Task directions: Starting with the line that contains "use super::types::Decoded;" and stopping after the line that contains "let conformed = serde_json::from_str::<Value>(line)", copy the entries below exactly. Include nothing else.

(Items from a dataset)

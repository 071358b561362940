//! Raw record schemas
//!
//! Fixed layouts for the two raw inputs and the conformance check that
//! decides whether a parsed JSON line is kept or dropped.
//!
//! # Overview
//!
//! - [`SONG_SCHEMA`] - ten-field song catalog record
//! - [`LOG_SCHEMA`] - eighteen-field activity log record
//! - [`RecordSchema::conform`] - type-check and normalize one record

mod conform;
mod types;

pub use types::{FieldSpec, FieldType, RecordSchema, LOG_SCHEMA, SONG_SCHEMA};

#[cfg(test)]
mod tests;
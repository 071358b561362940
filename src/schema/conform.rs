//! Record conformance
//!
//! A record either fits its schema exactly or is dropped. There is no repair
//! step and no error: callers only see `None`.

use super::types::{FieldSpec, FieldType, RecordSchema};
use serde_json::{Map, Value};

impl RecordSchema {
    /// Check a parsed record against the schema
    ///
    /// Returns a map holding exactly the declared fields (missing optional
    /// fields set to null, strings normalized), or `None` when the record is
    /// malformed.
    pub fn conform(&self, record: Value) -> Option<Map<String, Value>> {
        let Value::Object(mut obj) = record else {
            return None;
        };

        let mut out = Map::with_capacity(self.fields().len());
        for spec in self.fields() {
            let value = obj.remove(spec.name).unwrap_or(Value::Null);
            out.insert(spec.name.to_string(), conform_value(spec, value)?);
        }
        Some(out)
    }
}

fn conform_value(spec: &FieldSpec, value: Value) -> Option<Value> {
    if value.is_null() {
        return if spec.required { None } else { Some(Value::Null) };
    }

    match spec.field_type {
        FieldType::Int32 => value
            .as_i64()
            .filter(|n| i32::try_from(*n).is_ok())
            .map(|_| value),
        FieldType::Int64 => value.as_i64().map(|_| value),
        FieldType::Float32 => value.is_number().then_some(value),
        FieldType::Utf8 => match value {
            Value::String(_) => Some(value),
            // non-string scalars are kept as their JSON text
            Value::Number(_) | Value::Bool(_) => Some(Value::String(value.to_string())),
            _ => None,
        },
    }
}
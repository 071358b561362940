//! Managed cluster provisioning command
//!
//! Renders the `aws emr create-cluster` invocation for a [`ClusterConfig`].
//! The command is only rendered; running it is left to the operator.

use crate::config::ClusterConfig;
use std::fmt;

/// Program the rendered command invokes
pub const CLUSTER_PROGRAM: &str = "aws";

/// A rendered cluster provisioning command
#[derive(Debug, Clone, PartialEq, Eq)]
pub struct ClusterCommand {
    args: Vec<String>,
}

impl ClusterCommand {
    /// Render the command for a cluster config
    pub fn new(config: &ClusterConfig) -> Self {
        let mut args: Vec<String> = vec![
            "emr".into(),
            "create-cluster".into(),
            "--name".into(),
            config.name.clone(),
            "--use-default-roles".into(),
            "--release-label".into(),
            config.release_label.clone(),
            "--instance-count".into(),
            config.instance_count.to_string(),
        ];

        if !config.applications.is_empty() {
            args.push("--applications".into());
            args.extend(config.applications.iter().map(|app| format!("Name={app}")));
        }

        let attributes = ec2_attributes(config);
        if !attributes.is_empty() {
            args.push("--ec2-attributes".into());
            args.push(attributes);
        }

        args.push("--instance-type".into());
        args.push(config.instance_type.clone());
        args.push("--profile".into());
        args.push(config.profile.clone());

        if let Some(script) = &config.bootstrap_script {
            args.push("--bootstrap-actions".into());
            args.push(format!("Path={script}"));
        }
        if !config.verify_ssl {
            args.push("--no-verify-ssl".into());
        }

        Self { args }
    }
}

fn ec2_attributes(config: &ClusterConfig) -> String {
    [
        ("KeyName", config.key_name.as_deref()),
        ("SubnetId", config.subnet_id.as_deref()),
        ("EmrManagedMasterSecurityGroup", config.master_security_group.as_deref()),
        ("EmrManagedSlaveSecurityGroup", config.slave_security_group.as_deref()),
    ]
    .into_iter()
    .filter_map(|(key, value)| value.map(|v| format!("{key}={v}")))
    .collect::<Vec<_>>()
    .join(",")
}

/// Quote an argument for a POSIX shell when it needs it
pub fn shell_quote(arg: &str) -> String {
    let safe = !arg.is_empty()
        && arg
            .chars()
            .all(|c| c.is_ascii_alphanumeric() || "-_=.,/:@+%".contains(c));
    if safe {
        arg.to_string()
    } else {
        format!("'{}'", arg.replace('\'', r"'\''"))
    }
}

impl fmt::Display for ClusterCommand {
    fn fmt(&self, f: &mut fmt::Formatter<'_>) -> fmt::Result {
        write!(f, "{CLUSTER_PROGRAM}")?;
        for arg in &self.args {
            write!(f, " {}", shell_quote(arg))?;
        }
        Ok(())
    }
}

* * *

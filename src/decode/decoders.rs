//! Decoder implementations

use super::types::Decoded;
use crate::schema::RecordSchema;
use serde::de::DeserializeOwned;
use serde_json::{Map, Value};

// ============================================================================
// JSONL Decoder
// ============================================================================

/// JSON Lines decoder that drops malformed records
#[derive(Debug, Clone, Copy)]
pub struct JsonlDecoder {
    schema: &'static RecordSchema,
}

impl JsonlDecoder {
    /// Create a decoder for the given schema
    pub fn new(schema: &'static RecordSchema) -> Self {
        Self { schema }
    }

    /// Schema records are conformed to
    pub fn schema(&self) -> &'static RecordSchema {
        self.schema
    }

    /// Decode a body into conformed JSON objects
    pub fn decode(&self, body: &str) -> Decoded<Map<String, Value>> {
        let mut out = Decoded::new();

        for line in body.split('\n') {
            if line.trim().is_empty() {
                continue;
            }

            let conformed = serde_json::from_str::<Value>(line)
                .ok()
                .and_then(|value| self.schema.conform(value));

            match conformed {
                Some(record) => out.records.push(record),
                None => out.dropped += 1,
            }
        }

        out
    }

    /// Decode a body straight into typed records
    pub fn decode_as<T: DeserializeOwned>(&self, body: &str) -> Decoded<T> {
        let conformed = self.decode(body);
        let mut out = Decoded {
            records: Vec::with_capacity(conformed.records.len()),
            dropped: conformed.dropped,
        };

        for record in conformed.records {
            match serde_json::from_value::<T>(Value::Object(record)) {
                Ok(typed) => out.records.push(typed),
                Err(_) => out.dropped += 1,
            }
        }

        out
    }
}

Result:
use super::types::Decoded;
use crate::schema::RecordSchema;
use serde::de::DeserializeOwned;
use serde_json::{Map, Value};

// ============================================================================
// JSONL Decoder
// ============================================================================

/// JSON Lines decoder that drops malformed records
#[derive(Debug, Clone, Copy)]
pub struct JsonlDecoder {
    schema: &'static RecordSchema,
}

impl JsonlDecoder {
    /// Create a decoder for the given schema
    pub fn new(schema: &'static RecordSchema) -> Self {
        Self { schema }
    }

    /// Schema records are conformed to
    pub fn schema(&self) -> &'static RecordSchema {
        self.schema
    }

    /// Decode a body into conformed JSON objects
    pub fn decode(&self, body: &str) -> Decoded<Map<String, Value>> {
        let mut out = Decoded::new();

        for line in body.split('\n') {
            if line.trim().is_empty() {
                continue;
            }

            let conformed = serde_json::from_str::<Value>(line)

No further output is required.